# Task description:
From the entries below, copy out every line with "RoomFilter" in it.

# Data to process:
== == ==

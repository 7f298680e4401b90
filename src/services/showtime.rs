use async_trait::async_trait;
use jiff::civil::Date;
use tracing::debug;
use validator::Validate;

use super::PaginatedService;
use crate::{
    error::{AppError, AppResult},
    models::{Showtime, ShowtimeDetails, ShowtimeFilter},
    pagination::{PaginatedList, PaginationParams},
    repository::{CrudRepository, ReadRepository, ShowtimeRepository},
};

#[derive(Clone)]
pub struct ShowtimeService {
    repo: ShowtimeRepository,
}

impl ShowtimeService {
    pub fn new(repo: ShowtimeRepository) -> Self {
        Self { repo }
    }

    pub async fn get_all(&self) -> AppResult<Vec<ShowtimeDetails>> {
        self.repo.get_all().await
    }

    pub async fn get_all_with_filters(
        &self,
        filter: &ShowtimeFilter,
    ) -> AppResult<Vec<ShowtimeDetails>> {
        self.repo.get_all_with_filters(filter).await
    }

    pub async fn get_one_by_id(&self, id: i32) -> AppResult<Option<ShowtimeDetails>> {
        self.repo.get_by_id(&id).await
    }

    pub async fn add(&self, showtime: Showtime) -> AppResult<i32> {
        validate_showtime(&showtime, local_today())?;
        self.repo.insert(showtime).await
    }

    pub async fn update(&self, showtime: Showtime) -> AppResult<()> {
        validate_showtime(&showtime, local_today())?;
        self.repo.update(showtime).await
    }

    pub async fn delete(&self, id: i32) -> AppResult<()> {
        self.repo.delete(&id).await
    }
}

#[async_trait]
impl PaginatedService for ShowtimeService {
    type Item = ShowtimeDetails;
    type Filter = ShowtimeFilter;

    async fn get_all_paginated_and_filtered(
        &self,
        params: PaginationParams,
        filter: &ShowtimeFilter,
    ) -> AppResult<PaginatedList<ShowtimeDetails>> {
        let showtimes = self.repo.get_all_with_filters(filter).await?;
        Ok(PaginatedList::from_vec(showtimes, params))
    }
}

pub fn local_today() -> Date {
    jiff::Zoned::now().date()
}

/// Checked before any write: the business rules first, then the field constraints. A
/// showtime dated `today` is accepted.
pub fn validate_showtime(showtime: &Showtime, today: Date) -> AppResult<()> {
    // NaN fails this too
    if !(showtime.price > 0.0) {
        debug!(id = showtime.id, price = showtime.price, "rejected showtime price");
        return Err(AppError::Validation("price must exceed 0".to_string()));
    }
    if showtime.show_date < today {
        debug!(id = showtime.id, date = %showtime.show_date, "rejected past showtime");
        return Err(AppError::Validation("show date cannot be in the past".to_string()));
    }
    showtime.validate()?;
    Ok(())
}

== == ==

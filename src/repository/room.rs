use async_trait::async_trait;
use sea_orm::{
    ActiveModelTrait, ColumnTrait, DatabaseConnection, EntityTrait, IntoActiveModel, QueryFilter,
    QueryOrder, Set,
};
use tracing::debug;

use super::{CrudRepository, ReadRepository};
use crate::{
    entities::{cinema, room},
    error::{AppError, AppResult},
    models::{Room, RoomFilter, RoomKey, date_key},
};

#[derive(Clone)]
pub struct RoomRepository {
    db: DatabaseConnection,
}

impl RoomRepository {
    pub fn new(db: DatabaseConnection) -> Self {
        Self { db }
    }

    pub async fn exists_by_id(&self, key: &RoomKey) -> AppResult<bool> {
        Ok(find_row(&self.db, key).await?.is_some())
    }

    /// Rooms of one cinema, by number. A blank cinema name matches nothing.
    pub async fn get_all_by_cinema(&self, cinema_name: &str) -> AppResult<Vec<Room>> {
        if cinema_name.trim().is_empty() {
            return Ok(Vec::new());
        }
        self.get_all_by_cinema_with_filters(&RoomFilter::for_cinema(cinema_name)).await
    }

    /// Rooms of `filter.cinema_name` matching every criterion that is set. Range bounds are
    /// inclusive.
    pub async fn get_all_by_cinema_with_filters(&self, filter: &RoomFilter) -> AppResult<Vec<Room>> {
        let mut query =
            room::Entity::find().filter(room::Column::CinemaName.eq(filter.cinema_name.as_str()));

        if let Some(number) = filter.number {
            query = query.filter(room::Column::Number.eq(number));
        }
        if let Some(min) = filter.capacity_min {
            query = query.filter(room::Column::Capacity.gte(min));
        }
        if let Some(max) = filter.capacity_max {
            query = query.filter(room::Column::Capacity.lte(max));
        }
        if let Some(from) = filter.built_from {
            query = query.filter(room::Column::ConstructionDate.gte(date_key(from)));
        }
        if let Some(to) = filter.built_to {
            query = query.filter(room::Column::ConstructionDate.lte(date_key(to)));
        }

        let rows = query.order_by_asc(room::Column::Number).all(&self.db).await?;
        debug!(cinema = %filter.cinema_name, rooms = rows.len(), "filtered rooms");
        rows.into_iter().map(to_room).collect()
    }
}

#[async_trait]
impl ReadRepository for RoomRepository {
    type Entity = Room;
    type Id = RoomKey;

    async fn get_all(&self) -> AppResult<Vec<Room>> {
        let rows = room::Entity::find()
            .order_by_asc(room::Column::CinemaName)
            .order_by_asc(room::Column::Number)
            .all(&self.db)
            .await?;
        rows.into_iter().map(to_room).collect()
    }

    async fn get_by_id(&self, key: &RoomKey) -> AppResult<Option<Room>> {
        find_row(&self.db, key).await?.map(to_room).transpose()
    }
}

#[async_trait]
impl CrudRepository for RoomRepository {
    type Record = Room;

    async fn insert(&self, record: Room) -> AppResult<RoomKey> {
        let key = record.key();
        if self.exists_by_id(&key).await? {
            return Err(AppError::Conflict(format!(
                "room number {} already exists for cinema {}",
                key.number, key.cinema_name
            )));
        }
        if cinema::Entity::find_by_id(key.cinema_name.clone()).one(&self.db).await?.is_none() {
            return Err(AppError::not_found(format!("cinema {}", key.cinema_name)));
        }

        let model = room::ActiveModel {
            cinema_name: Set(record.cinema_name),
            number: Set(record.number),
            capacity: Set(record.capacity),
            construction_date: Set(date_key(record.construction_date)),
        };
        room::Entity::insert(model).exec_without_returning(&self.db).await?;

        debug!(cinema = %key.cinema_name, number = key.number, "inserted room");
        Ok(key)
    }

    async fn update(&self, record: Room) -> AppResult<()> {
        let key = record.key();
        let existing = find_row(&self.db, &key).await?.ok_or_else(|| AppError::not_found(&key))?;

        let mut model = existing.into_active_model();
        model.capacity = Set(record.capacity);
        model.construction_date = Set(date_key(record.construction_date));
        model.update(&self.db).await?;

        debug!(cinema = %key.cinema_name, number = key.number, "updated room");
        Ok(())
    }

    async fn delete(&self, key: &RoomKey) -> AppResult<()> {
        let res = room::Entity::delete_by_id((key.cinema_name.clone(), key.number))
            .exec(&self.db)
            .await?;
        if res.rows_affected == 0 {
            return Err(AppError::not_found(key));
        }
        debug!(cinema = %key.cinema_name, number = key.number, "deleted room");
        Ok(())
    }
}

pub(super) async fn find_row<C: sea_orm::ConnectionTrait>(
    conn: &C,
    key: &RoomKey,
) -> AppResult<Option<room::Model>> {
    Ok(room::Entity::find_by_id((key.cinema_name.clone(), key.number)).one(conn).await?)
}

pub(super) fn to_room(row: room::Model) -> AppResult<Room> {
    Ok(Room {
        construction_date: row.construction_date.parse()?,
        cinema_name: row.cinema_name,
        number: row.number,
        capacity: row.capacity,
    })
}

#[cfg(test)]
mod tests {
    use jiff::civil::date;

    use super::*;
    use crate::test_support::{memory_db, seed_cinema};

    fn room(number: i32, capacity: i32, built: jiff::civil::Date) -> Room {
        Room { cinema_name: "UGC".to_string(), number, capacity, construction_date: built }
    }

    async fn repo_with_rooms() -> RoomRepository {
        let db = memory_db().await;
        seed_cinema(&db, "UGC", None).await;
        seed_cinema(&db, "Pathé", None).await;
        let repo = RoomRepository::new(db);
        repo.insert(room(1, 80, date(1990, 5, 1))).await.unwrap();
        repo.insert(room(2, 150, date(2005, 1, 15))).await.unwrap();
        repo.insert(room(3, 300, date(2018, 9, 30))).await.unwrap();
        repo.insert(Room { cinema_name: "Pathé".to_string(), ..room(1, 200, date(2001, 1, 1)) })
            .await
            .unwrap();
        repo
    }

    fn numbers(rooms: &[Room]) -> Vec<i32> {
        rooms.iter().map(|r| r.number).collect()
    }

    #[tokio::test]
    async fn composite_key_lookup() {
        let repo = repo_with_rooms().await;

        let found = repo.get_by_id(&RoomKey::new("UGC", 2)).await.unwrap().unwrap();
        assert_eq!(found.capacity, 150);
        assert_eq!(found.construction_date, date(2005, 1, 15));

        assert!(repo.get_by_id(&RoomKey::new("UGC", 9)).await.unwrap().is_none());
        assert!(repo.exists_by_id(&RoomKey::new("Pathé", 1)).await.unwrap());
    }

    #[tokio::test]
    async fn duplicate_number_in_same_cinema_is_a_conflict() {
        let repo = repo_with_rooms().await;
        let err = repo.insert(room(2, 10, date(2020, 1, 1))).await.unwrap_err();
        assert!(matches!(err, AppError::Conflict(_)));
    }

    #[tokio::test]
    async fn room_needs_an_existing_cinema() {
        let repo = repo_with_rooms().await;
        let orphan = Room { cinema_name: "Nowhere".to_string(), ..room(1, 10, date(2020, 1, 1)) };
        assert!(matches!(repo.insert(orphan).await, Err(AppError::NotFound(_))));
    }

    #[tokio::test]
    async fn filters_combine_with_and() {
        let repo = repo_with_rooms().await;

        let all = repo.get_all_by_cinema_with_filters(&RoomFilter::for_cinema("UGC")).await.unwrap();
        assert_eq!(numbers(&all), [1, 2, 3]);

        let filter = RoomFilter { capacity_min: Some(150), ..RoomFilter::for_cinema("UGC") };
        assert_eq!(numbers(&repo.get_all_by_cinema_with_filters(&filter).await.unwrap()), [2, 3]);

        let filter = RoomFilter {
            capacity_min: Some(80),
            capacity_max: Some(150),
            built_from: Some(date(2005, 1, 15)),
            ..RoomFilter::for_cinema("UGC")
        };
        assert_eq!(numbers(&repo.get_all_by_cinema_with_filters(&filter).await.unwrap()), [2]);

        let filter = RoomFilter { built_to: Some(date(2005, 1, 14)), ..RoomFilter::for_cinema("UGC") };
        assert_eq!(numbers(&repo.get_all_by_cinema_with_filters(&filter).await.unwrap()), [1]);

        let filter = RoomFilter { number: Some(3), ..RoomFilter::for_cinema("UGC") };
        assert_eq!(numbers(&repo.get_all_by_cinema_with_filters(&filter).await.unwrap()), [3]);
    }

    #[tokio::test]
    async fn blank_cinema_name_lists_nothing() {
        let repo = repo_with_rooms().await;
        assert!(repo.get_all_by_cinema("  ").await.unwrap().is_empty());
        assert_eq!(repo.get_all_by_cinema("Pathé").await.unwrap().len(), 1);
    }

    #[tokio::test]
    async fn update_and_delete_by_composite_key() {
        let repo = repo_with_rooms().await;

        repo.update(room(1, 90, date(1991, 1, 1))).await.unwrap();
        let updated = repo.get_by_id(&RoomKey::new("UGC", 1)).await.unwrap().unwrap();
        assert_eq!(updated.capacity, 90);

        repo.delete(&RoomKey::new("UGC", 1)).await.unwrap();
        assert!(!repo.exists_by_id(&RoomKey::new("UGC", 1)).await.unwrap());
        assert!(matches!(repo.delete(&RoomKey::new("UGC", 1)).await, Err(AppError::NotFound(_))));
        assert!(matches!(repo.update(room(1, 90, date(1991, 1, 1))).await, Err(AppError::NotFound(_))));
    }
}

== == ==

# Task result:
    models::{Room, RoomFilter, RoomKey, date_key},
        self.get_all_by_cinema_with_filters(&RoomFilter::for_cinema(cinema_name)).await
    pub async fn get_all_by_cinema_with_filters(&self, filter: &RoomFilter) -> AppResult<Vec<Room>> {
        let all = repo.get_all_by_cinema_with_filters(&RoomFilter::for_cinema("UGC")).await.unwrap();
        let filter = RoomFilter { capacity_min: Some(150), ..RoomFilter::for_cinema("UGC") };
        let filter = RoomFilter {
            ..RoomFilter::for_cinema("UGC")
        let filter = RoomFilter { built_to: Some(date(2005, 1, 14)), ..RoomFilter::for_cinema("UGC") };
        let filter = RoomFilter { number: Some(3), ..RoomFilter::for_cinema("UGC") };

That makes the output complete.